Washington Post political blogger Chris Cillizza has discovered President Barack Obama's "biggest problem." It is "fanatical Republican opposition to his agenda and a money-captured political system that gives a minority party a great deal of power to act on that opposition." Haha just kidding, no, it's not that, it's "Jon Stewart." You know, the funny cable show talking guy. The one who does the jokes that you like.

What makes Stewart a problem is that he has been strongly criticizing/making funny jokes about the Obama administration's major healthcare #fail this week. Cillizza explains: "Stewart dedicated the entire first 10 minutes of his show — three full segments — on Monday to slashing hits on the website and the president’s handling of the problems." That's right, "the entire first 10 minutes." Plus: "He compared Obama to 'Gil,' the hapless salesman from 'The Simpsons.'" Gil! That could cost Obama Ohio!

This is why it matters, according to Cillizza:

According to a 2012 Pew Research Center poll, “The Daily Show” has the second-largest share of young viewers — aged 18-29 — of any of the 24 media outlets tested.

That is indeed true, though "media outlets" should say "news sources." (The source with the oldest audience: "Hannity.") The Pew Report, though, does not say that "The Daily Show" is the exclusive source of news for more than a small subset of those young viewers. According to the same survey, nearly a third of the New York Times' readers are 18-29. Here's another fact: "The Daily Show" averages 1 million to 2 million viewers per night. That is a small fraction of the population. It is a small fraction of the young population. And those 1 to 2 million viewers per night are mostly pretty liberal, and will remain pretty liberal.

How will Stewart's criticisms hurt Barack Obama or the Affordable Care Act, exactly?
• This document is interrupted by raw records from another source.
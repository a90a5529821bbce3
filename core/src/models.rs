//! Provides structured types representing SourceSafe projects and files.

use crate::types::{is_descendant_path, join_path, name_of, normalize_path, ROOT_MARKER};

/// Represents a file reported by a directory listing.
#[derive(Debug, Clone, PartialEq, Eq)]
pub struct FileEntry {
    /// The file name as the client printed it.
    pub display_name: String,
    /// Path of the containing project joined with `display_name`.
    pub full_path: String,
}

impl FileEntry {
    pub(crate) fn new(parent_path: &str, display_name: &str) -> FileEntry {
        FileEntry {
            display_name: display_name.to_string(),
            full_path: join_path(parent_path, display_name),
        }
    }
}

/// One project in the flat sequence produced while reading a listing.
#[derive(Debug, Clone, PartialEq, Eq)]
pub struct Node {
    path: String,
    /// Files directly inside this project.
    pub files: Vec<FileEntry>,
}

impl Node {
    pub fn new(path: &str) -> Node {
        Node {
            path: normalize_path(path).to_string(),
            files: Vec::new(),
        }
    }

    /// Normalized path, without a trailing separator.
    pub fn path(&self) -> &str {
        &self.path
    }

    /// Last segment of the path, or `$` for the empty path.
    pub fn name(&self) -> &str {
        name_of(&self.path)
    }

    /// `true` if `other` lies below this node (case-insensitive path prefix).
    pub fn is_parent_of(&self, other: &Node) -> bool {
        is_descendant_path(&self.path, &other.path)
    }
}

/// Represents a project with its subprojects and files, as returned to the host.
#[derive(Debug, Clone, PartialEq, Eq)]
pub struct DirectoryTree {
    path: String,
    pub subdirectories: Vec<DirectoryTree>,
    pub files: Vec<FileEntry>,
}

impl DirectoryTree {
    pub fn new(path: &str) -> DirectoryTree {
        DirectoryTree {
            path: normalize_path(path).to_string(),
            subdirectories: Vec::new(),
            files: Vec::new(),
        }
    }

    /// The fixed shape reported for a request without a path:
    /// an unnamed root holding the `$` project.
    pub fn synthetic_root() -> DirectoryTree {
        let mut root = DirectoryTree::new("");
        root.subdirectories.push(DirectoryTree::new(ROOT_MARKER));
        root
    }

    pub(crate) fn from_node(node: Node) -> DirectoryTree {
        DirectoryTree {
            path: node.path,
            subdirectories: Vec::new(),
            files: node.files,
        }
    }

    pub fn path(&self) -> &str {
        &self.path
    }

    /// Last segment of the path, or `$` for the empty path.
    pub fn name(&self) -> &str {
        name_of(&self.path)
    }

    /// `true` if `other` lies below this tree (case-insensitive path prefix).
    pub fn is_parent_of(&self, other: &DirectoryTree) -> bool {
        is_descendant_path(&self.path, &other.path)
    }

    /// Paths of this tree and all subprojects, depth-first in listing order.
    pub fn directory_paths(&self) -> Vec<&str> {
        let mut paths = Vec::new();
        let mut pending = vec![self];
        while let Some(tree) = pending.pop() {
            paths.push(tree.path.as_str());
            pending.extend(tree.subdirectories.iter().rev());
        }
        paths
    }

    /// Finds the tree at `path`, comparing case-insensitively.
    pub fn find(&self, path: &str) -> Option<&DirectoryTree> {
        let wanted = normalize_path(path);
        let mut pending = vec![self];
        while let Some(tree) = pending.pop() {
            if tree.path.eq_ignore_ascii_case(wanted) {
                return Some(tree);
            }
            pending.extend(tree.subdirectories.iter().filter(|sub| {
                sub.path.eq_ignore_ascii_case(wanted) || is_descendant_path(&sub.path, wanted)
            }));
        }
        None
    }

    /// Number of files in this tree and every subproject.
    pub fn file_count(&self) -> usize {
        self.files.len()
            + self
                .subdirectories
                .iter()
                .map(DirectoryTree::file_count)
                .sum::<usize>()
    }
}

#[cfg(test)]
mod tests {
    use super::*;

    #[test]
    fn test_names_derive_from_paths() {
        assert_eq!(Node::new("").name(), "$");
        assert_eq!(Node::new("$").name(), "$");
        assert_eq!(Node::new("$/ProjA").name(), "ProjA");
        assert_eq!(Node::new("$/ProjA/").path(), "$/ProjA");
        assert_eq!(DirectoryTree::new("$/ProjA/Sub/").name(), "Sub");
    }

    #[test]
    fn test_file_entry_full_path() {
        let file = FileEntry::new("$/ProjA", "readme.txt");
        assert_eq!(file.display_name, "readme.txt");
        assert_eq!(file.full_path, "$/ProjA/readme.txt");
    }

    #[test]
    fn test_parent_relationship_ignores_case() {
        let parent = Node::new("$/ProjA");
        assert!(parent.is_parent_of(&Node::new("$/proja/Sub")));
        assert!(!parent.is_parent_of(&Node::new("$/ProjAB")));
        assert!(!parent.is_parent_of(&parent));
    }

    #[test]
    fn test_synthetic_root() {
        let root = DirectoryTree::synthetic_root();
        assert_eq!(root.path(), "");
        assert_eq!(root.name(), "$");
        assert_eq!(root.subdirectories.len(), 1);
        assert_eq!(root.subdirectories[0].path(), "$");
        assert_eq!(root.subdirectories[0].name(), "$");
        assert!(root.is_parent_of(&root.subdirectories[0]));
    }

    fn sample() -> DirectoryTree {
        let mut a = DirectoryTree::new("$/P/A");
        a.subdirectories.push(DirectoryTree::new("$/P/A/X"));
        a.files.push(FileEntry::new("$/P/A", "a.txt"));
        let mut root = DirectoryTree::new("$/P");
        root.subdirectories.push(a);
        root.subdirectories.push(DirectoryTree::new("$/P/B"));
        root.files.push(FileEntry::new("$/P", "top.txt"));
        root
    }

    #[test]
    fn test_directory_paths_are_depth_first() {
        assert_eq!(sample().directory_paths(), vec!["$/P", "$/P/A", "$/P/A/X", "$/P/B"]);
    }

    #[test]
    fn test_find_and_file_count() {
        let tree = sample();
        assert_eq!(tree.find("$/p/a/x").map(DirectoryTree::path), Some("$/P/A/X"));
        assert_eq!(tree.find("$/P/B/").map(DirectoryTree::name), Some("B"));
        assert!(tree.find("$/P/C").is_none());
        assert_eq!(tree.file_count(), 2);
    }
}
Will his young viewers decide to avoid purchasing insurance on the exchanges? Perhaps. But viewers 26 and younger with parents who have health insurance are already automatically covered. The remainder constitute, again, a fraction of America's young population. And right now Stewart's point is that the exchange websites don't work, which is largely true. That is a bigger barrier to young people signing up than jokes about that fact.

Will Stewart's criticisms cause his viewers to abandon the Democratic Party, or the liberal project? Probably not as long as the point of the jokes is "this should work better," not "there shouldn't be universal health coverage." There are not many liberal "Daily Show" viewers who will switch parties in 2014 or 2016. Perhaps some of them will be less likely to vote at all, but "Daily Show" viewers are probably going to be much more politically aware and motivated than most young people, who rarely turn out in midterms anyway.

So, no, Jon Stewart is not Barack Obama's "biggest problem." He is not even a very big one at all. Do you know who is a much bigger problem, for Barack Obama? Mitch McConnell. And the Kochs, who are effectively undermining the ACA in the states. That's a bigger problem than a comedian comparing the president to Gil.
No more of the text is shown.